§ Exercise details
Return each line of the entries that mentions the word "compiled".

(Data for the task)

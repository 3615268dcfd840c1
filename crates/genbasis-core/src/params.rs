use jsonschema::JSONSchema;
use schemars::JsonSchema;
use schemars::schema::RootSchema;
use schemars::schema_for;
use serde::{Deserialize, Serialize};
use serde_json::Value;

use crate::error::{Error, Result};
use crate::validation::{ValidationIssue, ValidationReport};

const KNOWN_KEYS: [&str; 4] = ["min_support", "min_rule_support", "min_confidence", "epsilon"];

/// Thresholds that drive one mining run.
#[derive(Debug, Clone, PartialEq, Serialize, Deserialize, JsonSchema)]
pub struct MiningParams {
    /// Absolute number of transactions an itemset must appear in to be frequent.
    #[schemars(range(min = 1))]
    pub min_support: u64,
    /// Minimum relative support a rule needs to survive filtering.
    #[schemars(range(min = 0.0, max = 1.0))]
    pub min_rule_support: f64,
    /// Minimum confidence a rule needs to survive filtering.
    #[schemars(range(min = 0.0, max = 1.0))]
    pub min_confidence: f64,
    /// Tolerance, relative to the dataset size, between a generator count and
    /// the support of its closed itemset. Zero keeps exact generators only.
    #[serde(default)]
    #[schemars(range(min = 0.0))]
    pub epsilon: f64,
}

impl MiningParams {
    /// Range checks that must pass before any mining starts.
    pub fn validate(&self) -> Result<()> {
        match self.issues().into_iter().next() {
            Some(issue) => Err(Error::InvalidParams(format!(
                "{}: {}",
                issue.path.trim_start_matches('/'),
                issue.message
            ))),
            None => Ok(()),
        }
    }

    fn issues(&self) -> Vec<ValidationIssue> {
        let mut issues = Vec::new();

        if self.min_support == 0 {
            issues.push(ValidationIssue::error(
                "out_of_range",
                "/min_support",
                "must be a positive integer",
                None,
            ));
        }
        for (path, value) in [
            ("/min_rule_support", self.min_rule_support),
            ("/min_confidence", self.min_confidence),
        ] {
            if !(0.0..=1.0).contains(&value) {
                issues.push(ValidationIssue::error(
                    "out_of_range",
                    path,
                    format!("must be within [0, 1], got {value}"),
                    None,
                ));
            }
        }
        if !self.epsilon.is_finite() || self.epsilon < 0.0 {
            issues.push(ValidationIssue::error(
                "out_of_range",
                "/epsilon",
                format!("must be a non-negative number, got {}", self.epsilon),
                None,
            ));
        }

        issues
    }
}

/// Emit the JSON Schema for parameter files.
pub fn params_json_schema() -> RootSchema {
    schema_for!(MiningParams)
}

/// Validate a parameter document against the parameter JSON Schema.
pub fn validate_params_json(params_json: &Value) -> Result<ValidationReport> {
    let schema = serde_json::to_value(params_json_schema())
        .map_err(|err| Error::Schema(err.to_string()))?;
    let compiled = JSONSchema::compile(&schema).map_err(|err| Error::Schema(err.to_string()))?;

    let mut report = ValidationReport::default();

    if let Err(errors) = compiled.validate(params_json) {
        for error in errors {
            let path = normalized_json_pointer(&error.instance_path.to_string());
            report.push(ValidationIssue::error(
                "schema_violation",
                path,
                error.to_string(),
                None,
            ));
        }
    }

    if let Value::Object(map) = params_json {
        for key in map.keys() {
            if !KNOWN_KEYS.contains(&key.as_str()) {
                report.push(ValidationIssue::warning(
                    "unknown_param",
                    format!("/{key}"),
                    format!("unknown parameter '{key}' is ignored"),
                    Some(format!("recognized parameters: {}", KNOWN_KEYS.join(", "))),
                ));
            }
        }
    }

    Ok(report)
}

/// Validate a parameter document end-to-end and decode it.
///
/// Warnings (such as unknown keys) do not fail parsing; the caller decides
/// whether to surface them.
pub fn parse_params(
    params_json: &Value,
) -> std::result::Result<(MiningParams, ValidationReport), ValidationReport> {
    let structural = match validate_params_json(params_json) {
        Ok(report) => report,
        Err(err) => {
            let mut report = ValidationReport::default();
            report.push(ValidationIssue::error(
                "schema_validation_error",
                "/",
                err.to_string(),
                None,
            ));
            return Err(report);
        }
    };

    if !structural.is_ok() {
        return Err(structural);
    }

    let params: MiningParams = match serde_json::from_value(params_json.clone()) {
        Ok(params) => params,
        Err(err) => {
            let mut report = structural;
            report.push(ValidationIssue::error(
                "invalid_params_json",
                "/",
                err.to_string(),
                None,
            ));
            return Err(report);
        }
    };

    let mut report = structural;
    for issue in params.issues() {
        report.push(issue);
    }

    if report.is_ok() {
        Ok((params, report))
    } else {
        Err(report)
    }
}

fn normalized_json_pointer(pointer: &str) -> String {
    if pointer.is_empty() {
        "/".to_string()
    } else {
        pointer.to_string()
    }
}

#[cfg(test)]
mod tests {
    use super::*;

    fn params() -> MiningParams {
        MiningParams {
            min_support: 2,
            min_rule_support: 0.2,
            min_confidence: 0.5,
            epsilon: 0.0,
        }
    }

    #[test]
    fn accepts_valid_params() {
        assert!(params().validate().is_ok());
    }

    #[test]
    fn rejects_zero_min_support() {
        let params = MiningParams {
            min_support: 0,
            ..params()
        };
        let err = params.validate().expect_err("min_support 0 must fail");
        assert!(err.to_string().contains("min_support"));
    }

    #[test]
    fn rejects_out_of_range_fractions() {
        let params = MiningParams {
            min_confidence: 1.5,
            ..params()
        };
        assert!(params.validate().is_err());

        let params = MiningParams {
            min_rule_support: f64::NAN,
            ..self::params()
        };
        assert!(params.validate().is_err());
    }

    #[test]
    fn rejects_negative_epsilon() {
        let params = MiningParams {
            epsilon: -0.1,
            ..params()
        };
        let err = params.validate().expect_err("negative epsilon must fail");
        assert!(err.to_string().contains("epsilon"));
    }
}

(End Data for the task)

§ Task answer
    let compiled = JSONSchema::compile(&schema).map_err(|err| Error::Schema(err.to_string()))?;
    if let Err(errors) = compiled.validate(params_json) {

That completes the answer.